Corriere della Sera, 23 marzo 2019
Il libro contro le armi del figlio di Di Bartolomei
C’è una pistola che ha sparato un colpo soltanto, venticinque anni fa, ma continua a tenere in ostaggio un uomo. Il quale non sa dire se riuscirà mai a liberarsi, ma sa che non vuole restare prigioniero di altre paure e di altre armi. Quell’uomo è Luca Di Bartolomei, figlio di Agostino, ex calciatore ed ex capitano della Roma campione d’Italia e vicecampione d’Europa, che la mattina del 30 maggio 1994 si suicidò con la sua Smith & Wesson calibro 38. Luca, che all’epoca era un bambino di 11 anni, fu l’ultimo a vederlo vivo; oggi è un affermato analista aziendale, oltre che un appassionato osservatore di fenomeni sociali, e nella premessa al libro-pamphlet Dritto al cuore (Baldini+Castoldi, pagg. 108, euro 16) spiega: «Nelle occasioni in cui si parla, come puntualmente avviene da molti anni, di ampliare le maglie della detenzione e del porto d’armi con la scusa della legittima difesa, io ripenso sempre a quel bagliore, la canna lucida che dopo il suicidio di mio padre ho rivisto diverse volte. Di quell’arma non abbiamo mai avuto né la forza né il coraggio di disfarcene».
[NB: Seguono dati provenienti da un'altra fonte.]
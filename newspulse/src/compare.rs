//! Cross-article comparison: sentiment counts, coverage differences between
//! neighbouring articles and topic overlap.

use serde::{Deserialize, Serialize};
use std::collections::BTreeSet;

use crate::report::ReportArticle;
use crate::sentiment::Sentiment;

const EXCERPT_CHARS: usize = 50;

#[derive(Debug, Clone, Copy, Default, PartialEq, Eq, Serialize, Deserialize)]
pub struct SentimentDistribution {
    #[serde(rename = "Positive")]
    pub positive: usize,
    #[serde(rename = "Negative")]
    pub negative: usize,
    #[serde(rename = "Neutral")]
    pub neutral: usize,
}

impl SentimentDistribution {
    pub fn from_labels<I: IntoIterator<Item = Sentiment>>(labels: I) -> Self {
        let mut dist = Self::default();
        for label in labels {
            match label {
                Sentiment::Positive => dist.positive += 1,
                Sentiment::Negative => dist.negative += 1,
                Sentiment::Neutral => dist.neutral += 1,
            }
        }
        dist
    }

    /// Positive or negative when one side outnumbers the other, otherwise neutral.
    pub fn overall(&self) -> Sentiment {
        match self.positive.cmp(&self.negative) {
            std::cmp::Ordering::Greater => Sentiment::Positive,
            std::cmp::Ordering::Less => Sentiment::Negative,
            std::cmp::Ordering::Equal => Sentiment::Neutral,
        }
    }
}

#[derive(Debug, Clone, PartialEq, Eq, Serialize, Deserialize)]
pub struct CoverageDifference {
    #[serde(rename = "Comparison")]
    pub comparison: String,
    #[serde(rename = "Impact")]
    pub impact: String,
}

#[derive(Debug, Clone, Default, PartialEq, Eq, Serialize, Deserialize)]
pub struct TopicOverlap {
    #[serde(rename = "Common Topics")]
    pub common_topics: Vec<String>,
    #[serde(rename = "Unique Topics")]
    pub unique_topics: Vec<Vec<String>>,
}

pub fn sentiment_distribution(articles: &[ReportArticle]) -> SentimentDistribution {
    SentimentDistribution::from_labels(articles.iter().map(|a| a.sentiment))
}

/// Topics shared by every article, and what each article adds on top.
pub fn topic_overlap(articles: &[ReportArticle]) -> TopicOverlap {
    let sets: Vec<BTreeSet<&str>> = articles
        .iter()
        .map(|a| a.topics.iter().map(String::as_str).collect())
        .collect();

    let common: BTreeSet<&str> = match sets.split_first() {
        Some((first, rest)) => rest
            .iter()
            .fold(first.clone(), |acc, s| acc.intersection(s).copied().collect()),
        None => BTreeSet::new(),
    };

    TopicOverlap {
        common_topics: common.iter().map(|t| t.to_string()).collect(),
        unique_topics: sets
            .iter()
            .map(|s| s.difference(&common).map(|t| t.to_string()).collect())
            .collect(),
    }
}

fn excerpt(text: &str) -> String {
    text.chars().take(EXCERPT_CHARS).collect()
}

/// One entry per adjacent pair of articles. Pairs where either summary is
/// missing are skipped.
pub fn coverage_differences(articles: &[ReportArticle]) -> Vec<CoverageDifference> {
    articles
        .windows(2)
        .enumerate()
        .filter_map(|(i, pair)| {
            let (a, b) = (&pair[0], &pair[1]);
            let (sa, sb) = (a.summary.as_deref()?, b.summary.as_deref()?);
            Some(CoverageDifference {
                comparison: format!(
                    "Article {} highlights {}... while Article {} discusses {}...",
                    i + 1,
                    excerpt(sa),
                    i + 2,
                    excerpt(sb)
                ),
                impact: format!(
                    "The first article emphasizes {} sentiment, while the second article reflects {} sentiment.",
                    a.sentiment.as_str().to_lowercase(),
                    b.sentiment.as_str().to_lowercase()
                ),
            })
        })
        .collect()
}

#[cfg(test)]
mod tests {
    use super::*;
    use crate::report::Score;

    fn article(summary: Option<&str>, sentiment: Sentiment, topics: &[&str]) -> ReportArticle {
        ReportArticle {
            title: Some("t".to_string()),
            summary: summary.map(str::to_string),
            sentiment,
            score: Score(0.0),
            topics: topics.iter().map(|t| t.to_string()).collect(),
        }
    }

    #[test]
    fn distribution_and_overall() {
        let arts = vec![
            article(None, Sentiment::Positive, &[]),
            article(None, Sentiment::Positive, &[]),
            article(None, Sentiment::Negative, &[]),
            article(None, Sentiment::Neutral, &[]),
        ];
        let dist = sentiment_distribution(&arts);
        assert_eq!(dist, SentimentDistribution { positive: 2, negative: 1, neutral: 1 });
        assert_eq!(dist.overall(), Sentiment::Positive);
        assert_eq!(SentimentDistribution::default().overall(), Sentiment::Neutral);
    }

    #[test]
    fn overlap_splits_common_and_unique() {
        let arts = vec![
            article(None, Sentiment::Neutral, &["Tesla", "China", "BYD"]),
            article(None, Sentiment::Neutral, &["Tesla", "Texas"]),
        ];
        let overlap = topic_overlap(&arts);
        assert_eq!(overlap.common_topics, vec!["Tesla"]);
        assert_eq!(overlap.unique_topics, vec![vec!["BYD", "China"], vec!["Texas"]]);
    }

    #[test]
    fn overlap_of_nothing_is_empty() {
        assert_eq!(topic_overlap(&[]), TopicOverlap::default());

        let single = topic_overlap(&[article(None, Sentiment::Neutral, &["Apple"])]);
        assert_eq!(single.common_topics, vec!["Apple"]);
        assert_eq!(single.unique_topics, vec![Vec::<String>::new()]);
    }

    #[test]
    fn differences_compare_neighbours() {
        let long = "x".repeat(80);
        let arts = vec![
            article(Some(&long), Sentiment::Positive, &[]),
            article(Some("Short one"), Sentiment::Negative, &[]),
            article(None, Sentiment::Neutral, &[]),
            article(Some("Fourth"), Sentiment::Neutral, &[]),
        ];
        let diffs = coverage_differences(&arts);

        assert_eq!(diffs.len(), 1);
        assert_eq!(
            diffs[0].comparison,
            format!("Article 1 highlights {}... while Article 2 discusses Short one...", "x".repeat(50))
        );
        assert_eq!(
            diffs[0].impact,
            "The first article emphasizes positive sentiment, while the second article reflects negative sentiment."
        );
    }

    #[test]
    fn excerpts_count_characters_not_bytes() {
        let hindi = "स".repeat(60);
        assert_eq!(excerpt(&hindi).chars().count(), 50);
    }

    #[test]
    fn fewer_than_two_articles_have_no_differences() {
        assert!(coverage_differences(&[]).is_empty());
        assert!(coverage_differences(&[article(Some("a"), Sentiment::Neutral, &[])]).is_empty());
    }
}
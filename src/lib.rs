//! Formal grammar analysis: a grammar model with JSON documents and a plain
//! text notation, Chomsky normal form conversion, CYK and linear-grammar
//! recognizers with derivation trees, and string generation.

pub mod error_handling;
pub mod generator;
pub mod grammar;
pub mod parser;
pub mod recognizer;
pub mod tree;

pub use generator::{generate, Sampler};
pub use grammar::cnf::{normalize, FormatError};
pub use grammar::{Grammar, GrammarKind, Production};
pub use parser::load_grammar;
pub use recognizer::{recognize, Recognition};
pub use tree::DerivationTree;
Divenuto a sua volta padre, Luca ha iniziato a pensare ai suoi bambini, alle incertezze dentro le quali lui stesso sta crescendo insieme a loro (dal lavoro ormai precario quasi per definizione, al traballante destino del Pianeta), e non vuole aggiungerne altre. Peraltro basate su dati falsi. Che l’Italia sia un Paese insicuro è una bugia, lo dicono le statistiche, a cominciare dalla percentuale di omicidi tra le più basse d’Europa. E l’aumento degli immigrati, per citare un altro capitolo dei timori collettivi, non ha portato con sé alcun incremento di reati, a dispetto di «un luogo comune molto diffuso e alimentato da una certa politica che parte da destra ma ha fatto proseliti anche a sinistra».
Eppure si registra, o si diffonde a grande velocità come fosse un dato acquisito e incontrovertibile, una generale percezione d’insicurezza che spinge le persone ad armarsi. Se però un uomo con la pistola è vittima di una percezione sbagliata, i danni che ne derivano possono essere incalcolabili. E i pericoli sono destinati ad aumentare se di fronte all’incremento di eventi gravi e folli, la reazione dei governanti non è di invertire la rotta invitando a una maggiore cautela nell’uso delle armi, bensì di aumentarne la diffusione; magari ipotizzando, come Trump, di addestrare gli insegnanti a contrastare le stragi nei campus.
Di Bartolomei cita l’ultimo rapporto del Censis sulle condizioni della società italiana per sostenere che «si sta verificando una sorta di “sovranismo psichico” che spinge gli italiani oltre il rancore e in direzione di una cattiveria diffusa, che sorge principalmente dalla paura di perdere e di perdersi». Viene anche da lì la spinta ad armarsi, perché non ci si fida della difesa affidata allo Stato e alle sue strutture: l’uomo con la pistola si sente più sicuro. Ma questo non è un fattore che produce tranquillità, è un pericolo: «Più armi in circolazione significano solo più sangue», senza che ciò abbassi il tasso di criminalità.
Sempre le statistiche dicono che è del tutto «irrazionale» la mancanza di fiducia nei confronti delle forze dell’ordine come garanti della sicurezza collettiva; una deriva che rischia di mettere in discussione uno dei capisaldi della convivenza civile, quello secondo cui solo dei «soggetti terzi» rispetto alle parti in causa possono usare la forza e infliggere condanne. «Se abdicheremo a questi principi, se ognuno di noi, da armato, preferirà la percezione personale all’oggettività del reale e considererà superiore a quella di un tribunale la propria idea di giustizia, questo nel prossimo futuro rischierà di non essere un Paese per vecchi», avverte il figlio dell’ex campione che un giorno, a 39 anni d’età, decise di sparare a sé stesso con la calibro 38 che teneva in casa per difendersi dagli altri. Con un proiettile puntato dritto al cuore, come il libro scritto oggi dal bambino di venticinque anni fa.